What to produce – The result should be every line of the listing that holds the word "HashMap".
----
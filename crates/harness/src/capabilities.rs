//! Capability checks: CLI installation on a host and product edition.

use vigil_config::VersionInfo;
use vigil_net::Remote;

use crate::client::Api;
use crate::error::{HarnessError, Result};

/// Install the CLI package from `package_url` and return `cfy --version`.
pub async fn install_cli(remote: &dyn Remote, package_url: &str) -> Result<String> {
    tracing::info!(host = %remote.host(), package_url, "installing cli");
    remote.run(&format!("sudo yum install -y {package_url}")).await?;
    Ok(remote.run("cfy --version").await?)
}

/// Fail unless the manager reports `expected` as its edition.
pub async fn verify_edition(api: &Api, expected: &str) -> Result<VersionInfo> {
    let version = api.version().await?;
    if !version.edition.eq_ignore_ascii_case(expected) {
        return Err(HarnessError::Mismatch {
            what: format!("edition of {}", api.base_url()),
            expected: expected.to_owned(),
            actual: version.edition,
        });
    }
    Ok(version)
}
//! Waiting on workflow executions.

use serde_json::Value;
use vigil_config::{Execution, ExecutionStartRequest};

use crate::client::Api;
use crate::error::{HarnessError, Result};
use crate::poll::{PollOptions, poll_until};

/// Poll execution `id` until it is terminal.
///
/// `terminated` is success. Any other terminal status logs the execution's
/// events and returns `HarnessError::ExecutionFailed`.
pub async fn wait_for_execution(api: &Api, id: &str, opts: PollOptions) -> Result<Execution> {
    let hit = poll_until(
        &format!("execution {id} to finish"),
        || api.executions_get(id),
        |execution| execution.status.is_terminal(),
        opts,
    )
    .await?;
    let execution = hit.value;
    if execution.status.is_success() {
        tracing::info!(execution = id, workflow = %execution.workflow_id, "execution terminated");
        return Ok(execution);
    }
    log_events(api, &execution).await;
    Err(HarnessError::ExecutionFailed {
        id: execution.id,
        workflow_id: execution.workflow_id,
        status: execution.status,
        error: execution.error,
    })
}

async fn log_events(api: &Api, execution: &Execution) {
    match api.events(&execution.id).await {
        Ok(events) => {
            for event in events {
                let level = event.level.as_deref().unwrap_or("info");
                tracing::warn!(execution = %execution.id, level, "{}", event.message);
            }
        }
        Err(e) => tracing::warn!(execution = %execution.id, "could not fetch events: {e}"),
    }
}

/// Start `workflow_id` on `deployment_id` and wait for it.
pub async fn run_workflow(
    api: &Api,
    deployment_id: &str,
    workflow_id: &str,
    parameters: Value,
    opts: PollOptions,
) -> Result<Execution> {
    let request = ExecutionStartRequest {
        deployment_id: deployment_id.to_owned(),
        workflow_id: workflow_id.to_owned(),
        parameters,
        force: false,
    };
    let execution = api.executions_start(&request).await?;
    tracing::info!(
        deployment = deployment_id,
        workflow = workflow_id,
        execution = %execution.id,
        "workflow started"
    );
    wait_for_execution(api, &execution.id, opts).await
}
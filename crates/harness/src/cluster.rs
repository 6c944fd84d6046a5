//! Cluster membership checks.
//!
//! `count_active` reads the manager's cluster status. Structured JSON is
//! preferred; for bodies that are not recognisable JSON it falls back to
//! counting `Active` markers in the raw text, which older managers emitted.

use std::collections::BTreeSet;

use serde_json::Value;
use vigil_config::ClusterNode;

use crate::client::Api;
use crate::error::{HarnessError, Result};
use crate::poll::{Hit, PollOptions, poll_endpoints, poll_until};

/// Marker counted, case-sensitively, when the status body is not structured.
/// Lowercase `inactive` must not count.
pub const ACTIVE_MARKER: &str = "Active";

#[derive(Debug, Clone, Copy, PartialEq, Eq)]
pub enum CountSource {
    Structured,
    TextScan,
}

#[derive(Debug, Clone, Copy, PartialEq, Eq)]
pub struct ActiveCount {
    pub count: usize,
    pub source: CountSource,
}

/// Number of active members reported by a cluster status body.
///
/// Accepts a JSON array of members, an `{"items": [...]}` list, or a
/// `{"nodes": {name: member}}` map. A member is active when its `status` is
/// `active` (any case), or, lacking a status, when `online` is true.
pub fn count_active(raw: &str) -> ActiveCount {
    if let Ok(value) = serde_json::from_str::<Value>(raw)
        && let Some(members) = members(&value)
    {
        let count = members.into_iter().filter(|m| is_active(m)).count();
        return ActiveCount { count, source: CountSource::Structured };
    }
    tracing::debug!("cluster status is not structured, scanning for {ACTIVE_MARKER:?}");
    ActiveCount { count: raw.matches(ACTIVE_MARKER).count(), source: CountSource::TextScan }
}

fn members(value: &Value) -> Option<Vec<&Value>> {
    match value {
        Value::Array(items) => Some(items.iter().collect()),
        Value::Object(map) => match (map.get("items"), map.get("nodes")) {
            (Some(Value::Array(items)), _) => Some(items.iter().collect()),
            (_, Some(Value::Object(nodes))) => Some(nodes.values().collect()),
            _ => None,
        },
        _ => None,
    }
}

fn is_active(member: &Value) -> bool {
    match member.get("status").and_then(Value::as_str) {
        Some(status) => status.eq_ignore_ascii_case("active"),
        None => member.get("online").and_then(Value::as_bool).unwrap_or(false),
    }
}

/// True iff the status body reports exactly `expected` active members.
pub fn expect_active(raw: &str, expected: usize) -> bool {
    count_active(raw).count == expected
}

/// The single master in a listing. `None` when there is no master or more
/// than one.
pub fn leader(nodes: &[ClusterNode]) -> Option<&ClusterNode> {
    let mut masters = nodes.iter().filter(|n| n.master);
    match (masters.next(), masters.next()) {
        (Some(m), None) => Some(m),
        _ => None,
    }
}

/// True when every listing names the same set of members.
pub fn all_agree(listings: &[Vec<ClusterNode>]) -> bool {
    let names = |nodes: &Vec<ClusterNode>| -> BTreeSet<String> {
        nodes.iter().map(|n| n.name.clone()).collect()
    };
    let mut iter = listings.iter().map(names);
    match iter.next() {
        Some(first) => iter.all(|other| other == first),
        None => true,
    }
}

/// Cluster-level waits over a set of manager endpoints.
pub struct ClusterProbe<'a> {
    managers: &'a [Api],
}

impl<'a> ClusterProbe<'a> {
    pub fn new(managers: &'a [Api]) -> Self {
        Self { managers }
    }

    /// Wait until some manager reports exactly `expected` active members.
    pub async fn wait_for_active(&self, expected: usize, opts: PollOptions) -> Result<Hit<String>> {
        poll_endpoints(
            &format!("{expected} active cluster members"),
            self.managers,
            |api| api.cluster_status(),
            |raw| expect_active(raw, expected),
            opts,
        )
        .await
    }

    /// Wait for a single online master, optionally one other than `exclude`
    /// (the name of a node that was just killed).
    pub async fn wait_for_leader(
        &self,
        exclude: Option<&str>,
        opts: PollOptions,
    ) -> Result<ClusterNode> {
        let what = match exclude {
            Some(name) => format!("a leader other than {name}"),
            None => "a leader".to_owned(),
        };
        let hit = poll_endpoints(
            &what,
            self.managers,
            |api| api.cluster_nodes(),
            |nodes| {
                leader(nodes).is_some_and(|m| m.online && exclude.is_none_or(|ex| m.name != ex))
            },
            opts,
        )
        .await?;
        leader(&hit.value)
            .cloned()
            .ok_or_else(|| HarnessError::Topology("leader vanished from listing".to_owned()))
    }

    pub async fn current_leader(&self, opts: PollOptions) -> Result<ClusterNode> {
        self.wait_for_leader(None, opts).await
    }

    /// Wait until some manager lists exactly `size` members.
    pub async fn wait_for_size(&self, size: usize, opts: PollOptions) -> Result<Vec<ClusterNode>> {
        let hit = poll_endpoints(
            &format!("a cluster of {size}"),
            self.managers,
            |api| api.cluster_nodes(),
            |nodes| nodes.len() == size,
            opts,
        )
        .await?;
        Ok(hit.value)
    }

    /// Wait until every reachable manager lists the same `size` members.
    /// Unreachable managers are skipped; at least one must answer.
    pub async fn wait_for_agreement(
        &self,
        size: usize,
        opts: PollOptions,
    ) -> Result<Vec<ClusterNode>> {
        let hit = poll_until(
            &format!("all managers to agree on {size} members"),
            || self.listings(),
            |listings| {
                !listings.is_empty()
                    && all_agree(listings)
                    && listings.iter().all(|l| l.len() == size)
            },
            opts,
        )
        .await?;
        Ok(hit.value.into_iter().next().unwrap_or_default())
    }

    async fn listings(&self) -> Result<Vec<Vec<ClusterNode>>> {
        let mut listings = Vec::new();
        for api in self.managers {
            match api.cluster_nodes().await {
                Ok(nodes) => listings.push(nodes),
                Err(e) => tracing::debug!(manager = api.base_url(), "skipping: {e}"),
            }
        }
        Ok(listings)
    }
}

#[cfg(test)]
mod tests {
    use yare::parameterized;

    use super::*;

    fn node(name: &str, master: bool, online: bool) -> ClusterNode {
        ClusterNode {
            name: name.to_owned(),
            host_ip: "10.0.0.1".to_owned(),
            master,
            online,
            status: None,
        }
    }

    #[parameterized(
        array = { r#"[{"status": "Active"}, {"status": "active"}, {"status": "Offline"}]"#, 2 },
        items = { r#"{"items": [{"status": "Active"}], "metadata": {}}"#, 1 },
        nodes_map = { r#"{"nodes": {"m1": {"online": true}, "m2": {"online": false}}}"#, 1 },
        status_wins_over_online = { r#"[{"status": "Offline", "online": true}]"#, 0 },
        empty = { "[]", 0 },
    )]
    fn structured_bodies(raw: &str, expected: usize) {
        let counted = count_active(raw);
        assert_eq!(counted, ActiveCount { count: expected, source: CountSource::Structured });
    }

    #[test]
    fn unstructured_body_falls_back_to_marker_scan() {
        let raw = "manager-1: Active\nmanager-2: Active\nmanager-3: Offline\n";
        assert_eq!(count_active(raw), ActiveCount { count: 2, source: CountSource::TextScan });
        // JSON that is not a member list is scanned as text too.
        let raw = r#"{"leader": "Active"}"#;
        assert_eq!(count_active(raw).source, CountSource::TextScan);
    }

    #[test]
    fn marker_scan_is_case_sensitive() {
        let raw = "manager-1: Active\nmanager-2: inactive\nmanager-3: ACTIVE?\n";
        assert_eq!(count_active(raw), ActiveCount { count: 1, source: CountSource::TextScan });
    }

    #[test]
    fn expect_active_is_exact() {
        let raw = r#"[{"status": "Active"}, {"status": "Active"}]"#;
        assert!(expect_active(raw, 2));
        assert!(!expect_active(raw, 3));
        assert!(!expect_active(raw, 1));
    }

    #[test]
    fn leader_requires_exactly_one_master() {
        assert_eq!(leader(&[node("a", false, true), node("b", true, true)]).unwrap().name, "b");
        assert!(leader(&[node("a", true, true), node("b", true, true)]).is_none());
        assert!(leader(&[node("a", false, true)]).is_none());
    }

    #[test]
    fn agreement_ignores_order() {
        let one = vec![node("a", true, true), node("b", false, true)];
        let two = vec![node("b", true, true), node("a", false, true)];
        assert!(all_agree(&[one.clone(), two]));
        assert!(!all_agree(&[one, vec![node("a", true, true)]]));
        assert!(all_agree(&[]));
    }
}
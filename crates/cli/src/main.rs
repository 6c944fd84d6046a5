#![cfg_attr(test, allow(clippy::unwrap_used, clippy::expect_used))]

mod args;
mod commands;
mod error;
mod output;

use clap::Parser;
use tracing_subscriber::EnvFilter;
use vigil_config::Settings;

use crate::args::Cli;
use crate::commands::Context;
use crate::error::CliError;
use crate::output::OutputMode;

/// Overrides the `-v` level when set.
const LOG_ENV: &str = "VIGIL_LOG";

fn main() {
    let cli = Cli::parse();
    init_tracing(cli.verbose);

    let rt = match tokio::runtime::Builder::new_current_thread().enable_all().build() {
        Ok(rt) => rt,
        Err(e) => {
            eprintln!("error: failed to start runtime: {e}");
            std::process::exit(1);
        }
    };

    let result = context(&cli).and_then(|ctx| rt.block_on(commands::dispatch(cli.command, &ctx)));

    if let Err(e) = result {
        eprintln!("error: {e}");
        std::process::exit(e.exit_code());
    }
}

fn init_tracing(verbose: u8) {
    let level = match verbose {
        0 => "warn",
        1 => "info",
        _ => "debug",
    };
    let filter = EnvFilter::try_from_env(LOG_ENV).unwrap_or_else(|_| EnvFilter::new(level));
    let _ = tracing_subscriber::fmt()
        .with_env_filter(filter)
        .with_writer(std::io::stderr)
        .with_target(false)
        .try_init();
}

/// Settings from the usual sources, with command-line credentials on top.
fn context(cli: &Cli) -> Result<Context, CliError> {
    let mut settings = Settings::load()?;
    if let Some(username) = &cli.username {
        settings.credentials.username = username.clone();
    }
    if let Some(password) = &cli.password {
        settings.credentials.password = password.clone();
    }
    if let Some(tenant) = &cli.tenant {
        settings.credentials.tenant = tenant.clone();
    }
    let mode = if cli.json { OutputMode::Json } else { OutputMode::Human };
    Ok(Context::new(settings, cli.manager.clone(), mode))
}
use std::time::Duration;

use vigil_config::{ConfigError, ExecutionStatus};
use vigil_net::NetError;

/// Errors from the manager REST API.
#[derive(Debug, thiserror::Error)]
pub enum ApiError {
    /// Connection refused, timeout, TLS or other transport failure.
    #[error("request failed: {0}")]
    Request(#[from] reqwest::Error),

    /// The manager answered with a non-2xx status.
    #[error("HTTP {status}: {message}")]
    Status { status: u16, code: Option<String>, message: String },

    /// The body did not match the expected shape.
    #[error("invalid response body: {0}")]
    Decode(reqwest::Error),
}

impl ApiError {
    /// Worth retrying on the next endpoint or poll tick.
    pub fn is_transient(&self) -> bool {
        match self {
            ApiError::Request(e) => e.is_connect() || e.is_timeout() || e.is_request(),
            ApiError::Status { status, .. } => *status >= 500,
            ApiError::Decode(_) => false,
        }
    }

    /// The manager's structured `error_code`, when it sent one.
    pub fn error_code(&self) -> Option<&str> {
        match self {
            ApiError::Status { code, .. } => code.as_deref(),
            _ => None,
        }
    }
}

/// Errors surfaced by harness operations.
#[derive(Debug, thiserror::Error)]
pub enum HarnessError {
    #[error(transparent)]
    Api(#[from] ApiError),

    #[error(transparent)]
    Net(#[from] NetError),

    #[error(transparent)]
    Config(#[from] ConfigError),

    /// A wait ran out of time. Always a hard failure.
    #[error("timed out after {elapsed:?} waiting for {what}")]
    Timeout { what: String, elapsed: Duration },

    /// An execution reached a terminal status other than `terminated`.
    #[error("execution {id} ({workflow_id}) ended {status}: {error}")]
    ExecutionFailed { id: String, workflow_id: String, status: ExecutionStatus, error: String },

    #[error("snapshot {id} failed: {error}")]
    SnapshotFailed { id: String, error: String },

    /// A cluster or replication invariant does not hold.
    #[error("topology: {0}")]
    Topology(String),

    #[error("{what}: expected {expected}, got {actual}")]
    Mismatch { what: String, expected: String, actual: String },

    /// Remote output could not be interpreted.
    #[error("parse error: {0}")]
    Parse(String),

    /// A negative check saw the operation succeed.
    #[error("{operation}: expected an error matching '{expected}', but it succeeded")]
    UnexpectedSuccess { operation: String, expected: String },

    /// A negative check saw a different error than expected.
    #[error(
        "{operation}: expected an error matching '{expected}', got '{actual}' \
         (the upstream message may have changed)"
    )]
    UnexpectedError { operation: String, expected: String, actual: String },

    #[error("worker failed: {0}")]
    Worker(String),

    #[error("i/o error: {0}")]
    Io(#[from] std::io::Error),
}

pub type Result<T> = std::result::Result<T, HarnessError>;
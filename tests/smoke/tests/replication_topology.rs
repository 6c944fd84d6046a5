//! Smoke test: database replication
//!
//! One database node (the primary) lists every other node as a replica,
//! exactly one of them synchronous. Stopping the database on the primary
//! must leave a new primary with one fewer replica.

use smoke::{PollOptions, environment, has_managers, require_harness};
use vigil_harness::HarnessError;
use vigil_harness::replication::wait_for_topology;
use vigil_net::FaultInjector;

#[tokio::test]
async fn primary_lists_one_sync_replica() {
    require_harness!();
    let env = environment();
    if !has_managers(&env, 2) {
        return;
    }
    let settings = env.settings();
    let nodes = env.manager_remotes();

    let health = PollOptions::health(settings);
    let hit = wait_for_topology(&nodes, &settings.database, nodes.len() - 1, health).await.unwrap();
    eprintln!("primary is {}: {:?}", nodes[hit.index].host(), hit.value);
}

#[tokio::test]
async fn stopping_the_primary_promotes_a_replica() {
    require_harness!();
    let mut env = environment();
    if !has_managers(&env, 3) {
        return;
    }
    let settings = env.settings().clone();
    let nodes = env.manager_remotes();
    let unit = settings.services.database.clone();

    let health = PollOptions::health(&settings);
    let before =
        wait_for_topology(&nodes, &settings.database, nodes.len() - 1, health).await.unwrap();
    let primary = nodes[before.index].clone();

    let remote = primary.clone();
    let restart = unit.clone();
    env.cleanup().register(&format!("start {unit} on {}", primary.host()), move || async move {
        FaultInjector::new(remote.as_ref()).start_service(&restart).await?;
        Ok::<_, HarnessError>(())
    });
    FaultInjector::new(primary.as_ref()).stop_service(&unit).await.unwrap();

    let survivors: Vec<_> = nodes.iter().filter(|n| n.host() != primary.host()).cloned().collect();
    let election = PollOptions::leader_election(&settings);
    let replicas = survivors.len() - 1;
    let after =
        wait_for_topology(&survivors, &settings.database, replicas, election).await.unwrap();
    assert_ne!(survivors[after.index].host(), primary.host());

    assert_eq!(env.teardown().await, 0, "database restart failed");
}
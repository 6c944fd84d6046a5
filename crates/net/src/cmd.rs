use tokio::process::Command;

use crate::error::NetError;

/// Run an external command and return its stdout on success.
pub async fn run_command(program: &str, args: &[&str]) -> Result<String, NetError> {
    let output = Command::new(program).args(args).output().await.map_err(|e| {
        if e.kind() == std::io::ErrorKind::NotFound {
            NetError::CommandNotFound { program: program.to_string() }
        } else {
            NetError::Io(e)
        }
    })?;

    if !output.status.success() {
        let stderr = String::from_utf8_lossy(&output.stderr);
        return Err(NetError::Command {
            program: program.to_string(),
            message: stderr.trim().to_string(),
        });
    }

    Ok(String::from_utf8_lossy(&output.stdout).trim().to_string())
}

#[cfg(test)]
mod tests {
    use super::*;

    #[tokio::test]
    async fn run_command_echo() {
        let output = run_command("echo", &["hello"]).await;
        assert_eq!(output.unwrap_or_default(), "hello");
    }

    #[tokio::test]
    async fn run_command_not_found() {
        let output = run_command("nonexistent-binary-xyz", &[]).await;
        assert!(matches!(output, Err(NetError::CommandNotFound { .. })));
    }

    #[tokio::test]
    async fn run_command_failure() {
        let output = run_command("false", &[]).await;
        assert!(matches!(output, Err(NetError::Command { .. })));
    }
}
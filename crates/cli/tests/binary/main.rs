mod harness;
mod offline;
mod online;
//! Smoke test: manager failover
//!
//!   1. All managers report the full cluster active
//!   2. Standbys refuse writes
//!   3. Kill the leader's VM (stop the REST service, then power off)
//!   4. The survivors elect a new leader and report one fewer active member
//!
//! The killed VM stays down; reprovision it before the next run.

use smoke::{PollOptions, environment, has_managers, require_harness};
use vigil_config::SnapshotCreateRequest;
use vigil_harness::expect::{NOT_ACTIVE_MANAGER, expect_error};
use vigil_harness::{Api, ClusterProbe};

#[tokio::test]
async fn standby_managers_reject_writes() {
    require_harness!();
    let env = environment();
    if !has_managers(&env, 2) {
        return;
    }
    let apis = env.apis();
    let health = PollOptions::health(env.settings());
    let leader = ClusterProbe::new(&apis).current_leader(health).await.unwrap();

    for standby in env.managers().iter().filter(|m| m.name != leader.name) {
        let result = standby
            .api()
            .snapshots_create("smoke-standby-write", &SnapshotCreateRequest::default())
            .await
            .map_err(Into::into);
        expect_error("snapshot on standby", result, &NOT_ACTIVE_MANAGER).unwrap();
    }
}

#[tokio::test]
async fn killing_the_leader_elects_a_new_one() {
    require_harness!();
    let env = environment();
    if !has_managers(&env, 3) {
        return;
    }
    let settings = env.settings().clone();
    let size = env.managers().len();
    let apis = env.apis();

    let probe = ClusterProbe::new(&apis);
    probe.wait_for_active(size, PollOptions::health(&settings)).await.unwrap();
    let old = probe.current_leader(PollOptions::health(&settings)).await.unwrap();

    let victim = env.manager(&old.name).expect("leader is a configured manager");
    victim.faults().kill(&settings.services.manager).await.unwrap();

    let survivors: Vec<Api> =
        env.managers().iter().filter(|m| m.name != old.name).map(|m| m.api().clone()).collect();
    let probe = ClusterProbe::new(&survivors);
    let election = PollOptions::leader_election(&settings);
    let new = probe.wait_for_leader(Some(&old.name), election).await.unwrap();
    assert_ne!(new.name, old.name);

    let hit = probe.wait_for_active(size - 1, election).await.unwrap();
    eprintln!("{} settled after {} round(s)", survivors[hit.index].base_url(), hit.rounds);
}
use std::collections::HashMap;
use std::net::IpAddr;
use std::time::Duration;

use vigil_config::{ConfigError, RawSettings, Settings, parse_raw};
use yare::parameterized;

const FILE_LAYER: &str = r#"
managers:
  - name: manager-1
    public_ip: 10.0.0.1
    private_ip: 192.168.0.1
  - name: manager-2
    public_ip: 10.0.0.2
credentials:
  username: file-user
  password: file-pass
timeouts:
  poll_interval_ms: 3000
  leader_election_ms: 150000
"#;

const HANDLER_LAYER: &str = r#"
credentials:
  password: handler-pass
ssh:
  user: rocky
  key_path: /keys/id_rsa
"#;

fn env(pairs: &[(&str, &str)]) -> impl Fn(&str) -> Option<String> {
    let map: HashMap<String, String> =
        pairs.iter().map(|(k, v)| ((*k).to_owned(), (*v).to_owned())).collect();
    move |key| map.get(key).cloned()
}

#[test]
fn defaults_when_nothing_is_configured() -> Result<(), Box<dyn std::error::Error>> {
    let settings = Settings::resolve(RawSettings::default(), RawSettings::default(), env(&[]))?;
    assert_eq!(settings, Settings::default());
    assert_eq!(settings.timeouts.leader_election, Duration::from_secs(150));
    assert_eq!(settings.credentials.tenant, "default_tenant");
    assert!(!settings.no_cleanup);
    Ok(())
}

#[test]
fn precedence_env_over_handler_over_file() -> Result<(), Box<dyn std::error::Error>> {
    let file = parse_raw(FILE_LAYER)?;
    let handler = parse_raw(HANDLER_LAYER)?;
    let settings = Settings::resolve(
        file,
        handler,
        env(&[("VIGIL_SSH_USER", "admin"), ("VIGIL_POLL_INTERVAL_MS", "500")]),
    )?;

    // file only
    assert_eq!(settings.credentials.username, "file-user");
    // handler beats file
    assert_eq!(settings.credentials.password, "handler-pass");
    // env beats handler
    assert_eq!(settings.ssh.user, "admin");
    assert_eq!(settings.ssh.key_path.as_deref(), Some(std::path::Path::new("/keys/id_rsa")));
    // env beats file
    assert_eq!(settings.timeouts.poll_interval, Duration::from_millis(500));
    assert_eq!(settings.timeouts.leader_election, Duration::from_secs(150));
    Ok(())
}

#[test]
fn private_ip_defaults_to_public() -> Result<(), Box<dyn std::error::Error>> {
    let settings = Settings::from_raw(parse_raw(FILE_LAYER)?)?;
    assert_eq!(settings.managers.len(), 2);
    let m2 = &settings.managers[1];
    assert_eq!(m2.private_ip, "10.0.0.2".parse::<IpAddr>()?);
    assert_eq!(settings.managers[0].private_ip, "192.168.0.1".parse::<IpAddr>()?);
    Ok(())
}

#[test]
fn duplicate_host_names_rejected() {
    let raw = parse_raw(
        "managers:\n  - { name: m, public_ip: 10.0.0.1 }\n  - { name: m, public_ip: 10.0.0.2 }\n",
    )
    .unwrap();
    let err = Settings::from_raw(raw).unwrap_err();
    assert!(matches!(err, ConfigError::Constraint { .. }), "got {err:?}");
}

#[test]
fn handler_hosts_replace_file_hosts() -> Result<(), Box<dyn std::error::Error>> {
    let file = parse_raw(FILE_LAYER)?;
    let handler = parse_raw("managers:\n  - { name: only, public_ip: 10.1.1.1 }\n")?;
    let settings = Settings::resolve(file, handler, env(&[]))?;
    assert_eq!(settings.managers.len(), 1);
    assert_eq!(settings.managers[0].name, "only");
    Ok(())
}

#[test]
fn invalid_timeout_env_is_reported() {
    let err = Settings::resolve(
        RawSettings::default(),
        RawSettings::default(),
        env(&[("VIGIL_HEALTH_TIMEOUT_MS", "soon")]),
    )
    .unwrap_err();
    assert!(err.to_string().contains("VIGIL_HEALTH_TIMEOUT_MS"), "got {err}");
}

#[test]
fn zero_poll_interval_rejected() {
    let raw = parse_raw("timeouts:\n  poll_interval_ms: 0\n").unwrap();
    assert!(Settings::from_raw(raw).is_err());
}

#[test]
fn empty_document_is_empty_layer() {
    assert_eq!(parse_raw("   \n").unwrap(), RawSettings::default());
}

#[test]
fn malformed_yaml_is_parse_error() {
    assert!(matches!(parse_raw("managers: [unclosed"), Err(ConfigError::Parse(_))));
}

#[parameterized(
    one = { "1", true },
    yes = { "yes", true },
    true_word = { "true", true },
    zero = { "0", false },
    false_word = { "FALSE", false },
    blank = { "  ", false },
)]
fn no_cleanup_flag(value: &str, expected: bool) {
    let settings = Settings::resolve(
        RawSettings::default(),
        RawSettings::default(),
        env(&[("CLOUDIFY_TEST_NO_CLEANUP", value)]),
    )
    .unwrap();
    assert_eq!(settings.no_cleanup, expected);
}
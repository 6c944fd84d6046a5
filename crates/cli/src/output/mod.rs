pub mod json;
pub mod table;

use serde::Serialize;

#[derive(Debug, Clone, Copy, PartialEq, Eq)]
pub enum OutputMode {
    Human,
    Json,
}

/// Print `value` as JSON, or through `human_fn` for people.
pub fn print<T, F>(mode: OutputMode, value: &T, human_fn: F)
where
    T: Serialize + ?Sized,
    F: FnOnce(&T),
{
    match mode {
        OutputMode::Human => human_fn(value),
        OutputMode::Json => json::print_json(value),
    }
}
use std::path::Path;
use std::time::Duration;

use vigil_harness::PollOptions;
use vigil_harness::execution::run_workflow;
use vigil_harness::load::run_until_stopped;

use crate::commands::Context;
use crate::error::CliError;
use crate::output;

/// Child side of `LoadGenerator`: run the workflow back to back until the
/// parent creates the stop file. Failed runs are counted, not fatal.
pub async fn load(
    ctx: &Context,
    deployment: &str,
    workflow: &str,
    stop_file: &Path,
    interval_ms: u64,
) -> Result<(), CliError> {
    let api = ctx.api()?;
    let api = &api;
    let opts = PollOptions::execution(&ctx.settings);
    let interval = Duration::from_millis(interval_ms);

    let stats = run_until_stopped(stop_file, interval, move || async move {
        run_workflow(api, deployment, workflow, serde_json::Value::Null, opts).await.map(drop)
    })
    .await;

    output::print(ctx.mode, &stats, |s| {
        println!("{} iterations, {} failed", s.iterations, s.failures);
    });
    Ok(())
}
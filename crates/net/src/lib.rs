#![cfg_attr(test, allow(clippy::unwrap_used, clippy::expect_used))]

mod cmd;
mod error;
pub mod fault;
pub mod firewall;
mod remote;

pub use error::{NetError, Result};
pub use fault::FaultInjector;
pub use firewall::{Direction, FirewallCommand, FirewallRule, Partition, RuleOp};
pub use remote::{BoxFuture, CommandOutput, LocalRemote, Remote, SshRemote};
----
Exercise answer –
use std::collections::HashMap;
    let map: HashMap<String, String> =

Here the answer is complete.